Beyond magical thinking
If, heaven forbid, print profits were anywhere near being on a trajectory to nil, investors would bail out of publishing companies well before the distant theoretical point that new media operations reached sufficient critical mass to replace the revenues and profits of print.
Investors would be wise to flee, too, because online sales and profits – even though they are growing at robust double-digit rates – are not going to be anywhere near capable over the next 10 years of delivering a sufficient return to merit the substantial investment in big iron required to produce and deliver a print product.
If print sales and profits dried up to the point that newspapers truly were only breaking even, their managements would have to abandon the print product or risk being cashiered by their investors. So, break-even is not an option for print.
And the magical thinking that conjures such improbable scenarios is no substitute for objective analysis, realistic strategies and concrete action.
I’ll go through the math supporting my conclusions in a moment, but first some background:
My friend Peter Zollman raised the idea of break-even newspapering in his column in the March edition of Newspapers and Technology Magazine. Quoting an unidentified industry executive (without necessarily subscribing personally to the following dubious proposition), Peter said:
My friend’s theory is that the fixed costs of publishing the daily paper will remain, well, fixed – running the presses, buying newsprint and ink, operating delivery trucks and paying carriers, employing photographers and reporters and editors and so forth. Over time…those costs will essentially match the revenue of the daily print edition – so it will neither make nor lose money. The publisher…will remain profitable by generating healthy margins on all the related products it offers.The chief problem with this economic fantasy is that print still delivers some 90% of the revenues at most newspapers. Even though online (and niche print products) may generate higher operating margins than the industry range of 20% to 30%, the profits coming from this relatively small volume of sales will not produce the absolute dollars necessary to make up for the absence of, or even a material decline in, print profitability.
Advisory: If you as math-averse as I am, you can TiVo through the technical stuff in the next three paragraphs and skip to “Conclusion.” If you proceed, please do not do so while operating heavy machinery.

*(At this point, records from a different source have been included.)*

use serde::Serialize;
use std::fmt;

#[derive(Debug, Clone, Serialize)]
pub struct CoreError {
    pub code: String,
    pub message: String,
    #[serde(skip_serializing_if = "Option::is_none")]
    pub details: Option<serde_json::Value>,
}

impl CoreError {
    pub fn new(code: &str, message: impl Into<String>) -> Self {
        Self {
            code: code.to_string(),
            message: message.into(),
            details: None,
        }
    }

    pub fn bad_params(message: impl Into<String>) -> Self {
        Self::new("bad_params", message)
    }

    pub fn not_found(message: impl Into<String>) -> Self {
        Self::new("not_found", message)
    }

    /// Store failure tagged with the table that rejected the write.
    pub fn store(code: &str, e: rusqlite::Error, table: &str) -> Self {
        Self {
            code: code.to_string(),
            message: e.to_string(),
            details: Some(serde_json::json!({ "table": table })),
        }
    }

    pub fn with_details(mut self, details: serde_json::Value) -> Self {
        self.details = Some(details);
        self
    }
}

impl From<rusqlite::Error> for CoreError {
    fn from(e: rusqlite::Error) -> Self {
        Self::new("db_query_failed", e.to_string())
    }
}

impl fmt::Display for CoreError {
    fn fmt(&self, f: &mut fmt::Formatter<'_>) -> fmt::Result {
        write!(f, "{}: {}", self.code, self.message)
    }
}

/// Which students a subject reaches.
#[derive(Debug, Clone, Copy, PartialEq, Eq)]
pub enum Scope {
    Class,
    Batches,
}

#[derive(Debug, Clone, Copy, PartialEq, Eq, Serialize)]
#[serde(rename_all = "lowercase")]
pub enum Subtype {
    Theory,
    Practical,
    Tg,
}

impl Subtype {
    pub fn parse(raw: &str) -> Option<Self> {
        match raw.trim().to_ascii_lowercase().as_str() {
            "theory" => Some(Subtype::Theory),
            "practical" => Some(Subtype::Practical),
            "tg" => Some(Subtype::Tg),
            _ => None,
        }
    }

    pub fn as_str(self) -> &'static str {
        match self {
            Subtype::Theory => "theory",
            Subtype::Practical => "practical",
            Subtype::Tg => "tg",
        }
    }

    pub fn scope(self) -> Scope {
        match self {
            Subtype::Theory => Scope::Class,
            Subtype::Practical | Subtype::Tg => Scope::Batches,
        }
    }
}

#[derive(Debug, Clone, Copy, PartialEq, Eq, Serialize)]
#[serde(rename_all = "lowercase")]
pub enum Status {
    Present,
    Absent,
}

impl Status {
    /// Missing or null means absent; anything else must be a known status.
    pub fn parse(raw: Option<&serde_json::Value>) -> Result<Self, CoreError> {
        let Some(v) = raw else {
            return Ok(Status::Absent);
        };
        if v.is_null() {
            return Ok(Status::Absent);
        }
        let Some(s) = v.as_str() else {
            return Err(CoreError::bad_params("status must be a string or null"));
        };
        match s.trim().to_ascii_lowercase().as_str() {
            "" | "absent" => Ok(Status::Absent),
            "present" => Ok(Status::Present),
            other => Err(CoreError::bad_params("status must be present or absent")
                .with_details(serde_json::json!({ "status": other }))),
        }
    }

    pub fn as_str(self) -> &'static str {
        match self {
            Status::Present => "present",
            Status::Absent => "absent",
        }
    }

    pub fn from_stored(raw: &str) -> Self {
        if raw == "present" {
            Status::Present
        } else {
            Status::Absent
        }
    }
}

#[derive(Debug, Clone, PartialEq, Eq, Serialize)]
#[serde(rename_all = "camelCase")]
pub struct Subject {
    pub id: String,
    pub name: String,
    pub class_id: String,
    pub teacher_id: Option<String>,
    pub department: String,
    pub sub_type: Subtype,
    pub batch_ids: Vec<String>,
}

#[derive(Debug, Clone, Serialize)]
#[serde(rename_all = "camelCase")]
pub struct Student {
    pub id: String,
    pub class_id: String,
    pub roll_number: String,
    pub name: String,
    pub subjects: Vec<String>,
}

#[derive(Debug, Clone, Serialize)]
#[serde(rename_all = "camelCase")]
pub struct Faculty {
    pub id: String,
    pub name: String,
    pub department: String,
    pub email: Option<String>,
    pub is_admin: bool,
    pub subjects: Vec<String>,
}

#[derive(Debug, Clone, Serialize)]
#[serde(rename_all = "camelCase")]
pub struct Batch {
    pub id: String,
    pub class_id: String,
    pub name: String,
    pub students: Vec<String>,
}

The first of the two graphs below shows what would happen to the sales and profits of a hypothetical newspaper company whose print operations moved from a generous (but not unheard of) operating margin of nearly 29% today to negligible profits at the end of 10 years. In the same period, online operations would increase at hefty double-digit rates over the decade to deliver 50% of the company’s total sales and 100% of its operating profits.

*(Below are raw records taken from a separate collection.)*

use rusqlite::Connection;
use std::path::Path;

pub const DB_FILE_NAME: &str = "campus.sqlite3";

pub fn open_db(workspace: &Path) -> anyhow::Result<Connection> {
    std::fs::create_dir_all(workspace)?;
    let db_path = workspace.join(DB_FILE_NAME);
    let conn = Connection::open(db_path)?;
    conn.execute("PRAGMA foreign_keys = ON", [])?;

    conn.execute(
        "CREATE TABLE IF NOT EXISTS classes(
            id TEXT PRIMARY KEY,
            name TEXT NOT NULL
        )",
        [],
    )?;

    conn.execute(
        "CREATE TABLE IF NOT EXISTS students(
            id TEXT PRIMARY KEY,
            class_id TEXT NOT NULL,
            roll_number TEXT NOT NULL,
            name TEXT NOT NULL,
            FOREIGN KEY(class_id) REFERENCES classes(id)
        )",
        [],
    )?;
    conn.execute(
        "CREATE INDEX IF NOT EXISTS idx_students_class ON students(class_id)",
        [],
    )?;

    conn.execute(
        "CREATE TABLE IF NOT EXISTS batches(
            id TEXT PRIMARY KEY,
            class_id TEXT NOT NULL,
            name TEXT NOT NULL,
            FOREIGN KEY(class_id) REFERENCES classes(id)
        )",
        [],
    )?;
    conn.execute(
        "CREATE INDEX IF NOT EXISTS idx_batches_class ON batches(class_id)",
        [],
    )?;
    conn.execute(
        "CREATE TABLE IF NOT EXISTS batch_students(
            batch_id TEXT NOT NULL,
            student_id TEXT NOT NULL,
            PRIMARY KEY(batch_id, student_id),
            FOREIGN KEY(batch_id) REFERENCES batches(id),
            FOREIGN KEY(student_id) REFERENCES students(id)
        )",
        [],
    )?;
    conn.execute(
        "CREATE INDEX IF NOT EXISTS idx_batch_students_student ON batch_students(student_id)",
        [],
    )?;

    conn.execute(
        "CREATE TABLE IF NOT EXISTS faculty(
            id TEXT PRIMARY KEY,
            name TEXT NOT NULL,
            department TEXT NOT NULL DEFAULT ''
        )",
        [],
    )?;
    // Faculty rows predating admin/email support get the columns added in place.
    ensure_faculty_profile_columns(&conn)?;

    conn.execute(
        "CREATE TABLE IF NOT EXISTS subjects(
            id TEXT PRIMARY KEY,
            name TEXT NOT NULL,
            class_id TEXT NOT NULL,
            teacher_id TEXT,
            department TEXT NOT NULL DEFAULT '',
            sub_type TEXT NOT NULL,
            FOREIGN KEY(class_id) REFERENCES classes(id),
            FOREIGN KEY(teacher_id) REFERENCES faculty(id)
        )",
        [],
    )?;
    conn.execute(
        "CREATE INDEX IF NOT EXISTS idx_subjects_class ON subjects(class_id)",
        [],
    )?;
    conn.execute(
        "CREATE TABLE IF NOT EXISTS subject_batches(
            subject_id TEXT NOT NULL,
            batch_id TEXT NOT NULL,
            sort_order INTEGER NOT NULL,
            PRIMARY KEY(subject_id, batch_id),
            FOREIGN KEY(subject_id) REFERENCES subjects(id)
        )",
        [],
    )?;
    conn.execute(
        "CREATE INDEX IF NOT EXISTS idx_subject_batches_batch ON subject_batches(batch_id)",
        [],
    )?;

    // Denormalized back-references. Composite keys make every add a set-add.
    conn.execute(
        "CREATE TABLE IF NOT EXISTS class_subjects(
            class_id TEXT NOT NULL,
            subject_id TEXT NOT NULL,
            PRIMARY KEY(class_id, subject_id)
        )",
        [],
    )?;
    conn.execute(
        "CREATE TABLE IF NOT EXISTS student_subjects(
            student_id TEXT NOT NULL,
            subject_id TEXT NOT NULL,
            PRIMARY KEY(student_id, subject_id)
        )",
        [],
    )?;
    conn.execute(
        "CREATE INDEX IF NOT EXISTS idx_student_subjects_subject ON student_subjects(subject_id)",
        [],
    )?;
    conn.execute(
        "CREATE TABLE IF NOT EXISTS faculty_subjects(
            faculty_id TEXT NOT NULL,
            subject_id TEXT NOT NULL,
            PRIMARY KEY(faculty_id, subject_id)
        )",
        [],
    )?;

    // Sessions outlive their subject, so subject_id carries no foreign key.
    conn.execute(
        "CREATE TABLE IF NOT EXISTS attendance_sessions(
            id TEXT PRIMARY KEY,
            date TEXT NOT NULL,
            subject_id TEXT NOT NULL,
            session TEXT NOT NULL,
            UNIQUE(date, subject_id, session)
        )",
        [],
    )?;
    conn.execute(
        "CREATE INDEX IF NOT EXISTS idx_attendance_sessions_subject_date
         ON attendance_sessions(subject_id, date)",
        [],
    )?;
    conn.execute(
        "CREATE TABLE IF NOT EXISTS attendance_records(
            session_id TEXT NOT NULL,
            student_id TEXT NOT NULL,
            status TEXT NOT NULL,
            sort_order INTEGER NOT NULL,
            PRIMARY KEY(session_id, student_id),
            FOREIGN KEY(session_id) REFERENCES attendance_sessions(id)
        )",
        [],
    )?;

    Ok(conn)
}

fn ensure_faculty_profile_columns(conn: &Connection) -> anyhow::Result<()> {
    if !table_has_column(conn, "faculty", "email")? {
        conn.execute("ALTER TABLE faculty ADD COLUMN email TEXT", [])?;
    }
    if !table_has_column(conn, "faculty", "is_admin")? {
        conn.execute(
            "ALTER TABLE faculty ADD COLUMN is_admin INTEGER NOT NULL DEFAULT 0",
            [],
        )?;
    }
    Ok(())
}

fn table_has_column(conn: &Connection, table: &str, column: &str) -> anyhow::Result<bool> {
    let sql = format!("PRAGMA table_info({})", table);
    let mut stmt = conn.prepare(&sql)?;
    let mut rows = stmt.query([])?;
    while let Some(row) = rows.next()? {
        let name: String = row.get(1)?;
        if name == column {
            return Ok(true);
        }
    }
    Ok(false)
}

#[cfg(test)]
mod tests {
    use super::*;
    use std::time::{SystemTime, UNIX_EPOCH};

    fn temp_dir(prefix: &str) -> std::path::PathBuf {
        let p = std::env::temp_dir().join(format!(
            "{}-{}",
            prefix,
            SystemTime::now()
                .duration_since(UNIX_EPOCH)
                .expect("clock")
                .as_nanos()
        ));
        std::fs::create_dir_all(&p).expect("create temp dir");
        p
    }

    #[test]
    fn open_db_is_idempotent_and_adds_faculty_columns() {
        let ws = temp_dir("campusd-db-open");
        {
            let conn = Connection::open(ws.join(DB_FILE_NAME)).expect("open raw");
            conn.execute(
                "CREATE TABLE faculty(id TEXT PRIMARY KEY, name TEXT NOT NULL, department TEXT NOT NULL DEFAULT '')",
                [],
            )
            .expect("create old faculty");
            conn.execute(
                "INSERT INTO faculty(id, name) VALUES('f1', 'Old Row')",
                [],
            )
            .expect("insert old faculty");
        }

        let conn = open_db(&ws).expect("first open");
        assert!(table_has_column(&conn, "faculty", "email").expect("pragma"));
        assert!(table_has_column(&conn, "faculty", "is_admin").expect("pragma"));
        let is_admin: i64 = conn
            .query_row("SELECT is_admin FROM faculty WHERE id = 'f1'", [], |r| r.get(0))
            .expect("old row");
        assert_eq!(is_admin, 0);
        drop(conn);

        open_db(&ws).expect("second open");
    }
}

Assuming a linear drop in print sales and profits each year on the way to break even, profits for the entire company would slip from $1.2 billion in Year 1 and continue falling annually until stabilizing at less than half that amount in Year 4 and thereafter. Once online sales grew to the point that they were delivering nearly a third of the revenues in Year 7, profitability would begin to improve slightly. But the consolidated earnings of $800 million in Year 10 still would be only two-thirds of where they started in Year 1.
Even though sales exceed the $4 billion level in the out-years, the company’s profitability of 17% in Year 10 is 41% lower than where it started in Year 1. That’s because the newspaper isn’t making any money.

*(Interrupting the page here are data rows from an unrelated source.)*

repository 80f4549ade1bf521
use crate::ipc::error::err;
use crate::ipc::types::{AppState, Request};
use rusqlite::Connection;

pub fn db_conn<'a>(state: &'a AppState, req: &Request) -> Result<&'a Connection, serde_json::Value> {
    state
        .db
        .as_ref()
        .ok_or_else(|| err(&req.id, "no_workspace", "select a workspace first", None))
}

pub fn required_str(req: &Request, key: &str) -> Result<String, serde_json::Value> {
    req.params
        .get(key)
        .and_then(|v| v.as_str())
        .map(|v| v.trim().to_string())
        .filter(|v| !v.is_empty())
        .ok_or_else(|| err(&req.id, "bad_params", format!("missing {}", key), None))
}

pub fn optional_str(req: &Request, key: &str) -> Option<String> {
    req.params
        .get(key)
        .and_then(|v| v.as_str())
        .map(|v| v.trim().to_string())
        .filter(|v| !v.is_empty())
}

pub fn string_list(req: &Request, key: &str) -> Result<Vec<String>, serde_json::Value> {
    let Some(arr) = req.params.get(key).and_then(|v| v.as_array()) else {
        return Err(err(&req.id, "bad_params", format!("missing {}[]", key), None));
    };
    let mut out: Vec<String> = Vec::with_capacity(arr.len());
    for v in arr {
        let Some(s) = v.as_str() else {
            return Err(err(
                &req.id,
                "bad_params",
                format!("{} must contain strings", key),
                None,
            ));
        };
        let s = s.trim();
        if !s.is_empty() && !out.iter().any(|x| x == s) {
            out.push(s.to_string());
        }
    }
    Ok(out)
}
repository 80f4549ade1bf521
mod error;
mod handlers;
mod helpers;
mod router;
mod types;

pub use handlers::core::select_workspace;
pub use router::handle_request;
pub use types::{AppState, Request};
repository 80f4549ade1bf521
use std::path::PathBuf;

use rusqlite::Connection;
use serde::Deserialize;

#[derive(Debug, Deserialize, Clone)]
pub struct Request {
    pub id: String,
    pub method: String,
    #[serde(default)]
    pub params: serde_json::Value,
}

/// The store handle lives here for the whole process; it drops on shutdown.
#[derive(Default)]
pub struct AppState {
    pub workspace: Option<PathBuf>,
    pub db: Option<Connection>,
}
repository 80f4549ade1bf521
pub mod attendance;
pub mod classes;
pub mod core;
pub mod faculty;
pub mod students;
pub mod subjects;
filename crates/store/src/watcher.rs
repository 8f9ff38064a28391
use hw_core::Message;
use std::path::{Path, PathBuf};
use tokio::sync::mpsc;
use tracing::{error, info, warn};

/// Watches a shared container directory and sends [`Message::StoreChanged`]
/// whenever a stored document is written.
///
/// Bursts are coalesced: while one notification is still unread, further
/// changes are dropped.
///
/// # Example
/// ```no_run
/// # async fn demo() {
/// let (_, mut rx) = hw_store::StoreWatcher::spawn("/tmp/containers/group.example");
/// while rx.recv().await.is_some() {
///     println!("container changed, re-rendering");
/// }
/// # }
/// ```
pub struct StoreWatcher {
    dir: PathBuf,
}

impl StoreWatcher {
    /// Spawn a filesystem watcher for `dir`.  Must be called inside a Tokio
    /// runtime.  Returns the watcher handle and a receiver that fires on every
    /// detected change.
    pub fn spawn(dir: impl AsRef<Path>) -> (Self, mpsc::Receiver<Message>) {
        let (tx, rx) = mpsc::channel(1);
        let dir = dir.as_ref().to_path_buf();
        let watcher = Self { dir: dir.clone() };

        tokio::spawn(watch_loop(dir, tx));

        (watcher, rx)
    }

    pub fn dir(&self) -> &Path {
        &self.dir
    }
}

async fn watch_loop(dir: PathBuf, tx: mpsc::Sender<Message>) {
    use notify::{Config, Event, RecommendedWatcher, RecursiveMode, Watcher};
    use std::time::Duration;

    let (sync_tx, mut sync_rx) = mpsc::channel::<notify::Result<Event>>(16);

    let mut watcher = match RecommendedWatcher::new(
        move |res| {
            let _ = sync_tx.blocking_send(res);
        },
        Config::default().with_poll_interval(Duration::from_secs(2)),
    ) {
        Ok(w) => w,
        Err(e) => {
            error!("Failed to create filesystem watcher: {e}");
            return;
        }
    };

    if let Err(e) = watcher.watch(&dir, RecursiveMode::NonRecursive) {
        error!("Failed to watch '{}': {e}", dir.display());
        return;
    }

    info!("Watching shared container: {}", dir.display());

    while let Some(event) = sync_rx.recv().await {
        match event {
            Ok(e) => {
                use notify::EventKind::*;
                if matches!(e.kind, Modify(_) | Create(_)) && e.paths.iter().any(|p| is_document(p)) {
                    match tx.try_send(Message::StoreChanged) {
                        Ok(()) | Err(mpsc::error::TrySendError::Full(_)) => {}
                        Err(mpsc::error::TrySendError::Closed(_)) => break, // receiver dropped
                    }
                }
            }
            Err(e) => warn!("Watcher error: {e}"),
        }
    }
}

/// Stored documents are `<key>.json`; temporary write files are ignored.
fn is_document(path: &Path) -> bool {
    path.extension().is_some_and(|ext| ext == "json")
        && !path
            .file_name()
            .and_then(|n| n.to_str())
            .is_some_and(|n| n.starts_with('.'))
}

#[cfg(test)]
mod tests {
    use super::*;
    use crate::store::{FileStore, SharedStore, WIDGET_DATA_KEY};
    use std::time::Duration;
    use tokio::time::{sleep, timeout};

    /// Give the notify backend time to register the directory.
    const SETTLE: Duration = Duration::from_millis(300);

    #[tokio::test(flavor = "multi_thread")]
    async fn store_write_fires_change() {
        let dir = tempfile::tempdir().unwrap();
        let store = FileStore::open(dir.path()).unwrap();
        let (watcher, mut rx) = StoreWatcher::spawn(store.dir());
        assert_eq!(watcher.dir(), dir.path());
        sleep(SETTLE).await;

        store.set(WIDGET_DATA_KEY, b"{}").unwrap();

        let change = timeout(Duration::from_secs(5), rx.recv()).await;
        assert_eq!(change.ok().flatten(), Some(Message::StoreChanged));
    }

    #[tokio::test(flavor = "multi_thread")]
    async fn temp_and_foreign_files_stay_silent() {
        let dir = tempfile::tempdir().unwrap();
        let (_watcher, mut rx) = StoreWatcher::spawn(dir.path());
        sleep(SETTLE).await;

        std::fs::write(dir.path().join(".widgetData.json.tmp"), b"{}").unwrap();
        std::fs::write(dir.path().join("notes.txt"), b"hello").unwrap();

        assert!(timeout(Duration::from_millis(800), rx.recv()).await.is_err());
    }

    #[test]
    fn temp_files_are_not_documents() {
        assert!(is_document(Path::new("/c/widgetData.json")));
        assert!(!is_document(Path::new("/c/.widgetData.json.tmp")));
        assert!(!is_document(Path::new("/c/notes.txt")));
    }
}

So, what does it all mean? Glad you asked.
Like many big manufacturing businesses, newspapers require a huge investment in plant, fleet and other equipment to produce their print products. When investors put money into a company to help buy such assets, they require them to produce sufficiently high profits to merit the continued use of their money.
If the assets fail to produce adequately, the investors first pressure the management to improve the profitability of operations, then agitate for new management and, if still unsatisfied, demand the sale or liquidation of the business. Sound familiar?
If profits were to deteriorate as badly as discussed in the three above paragraphs you skipped, the return on assets (illustrated in the second graph below) would drop from 7.2% in Year 1 to an unacceptably low 2.8% by Year 6. No investor would sit still for that sort of deterioration.
Before that happened, investors either would demand a sharp improvement in print profitability or demand that the presses be stopped permanently. In other words, newspapers will go out of business before anyone ever lets them operate on a break-even basis.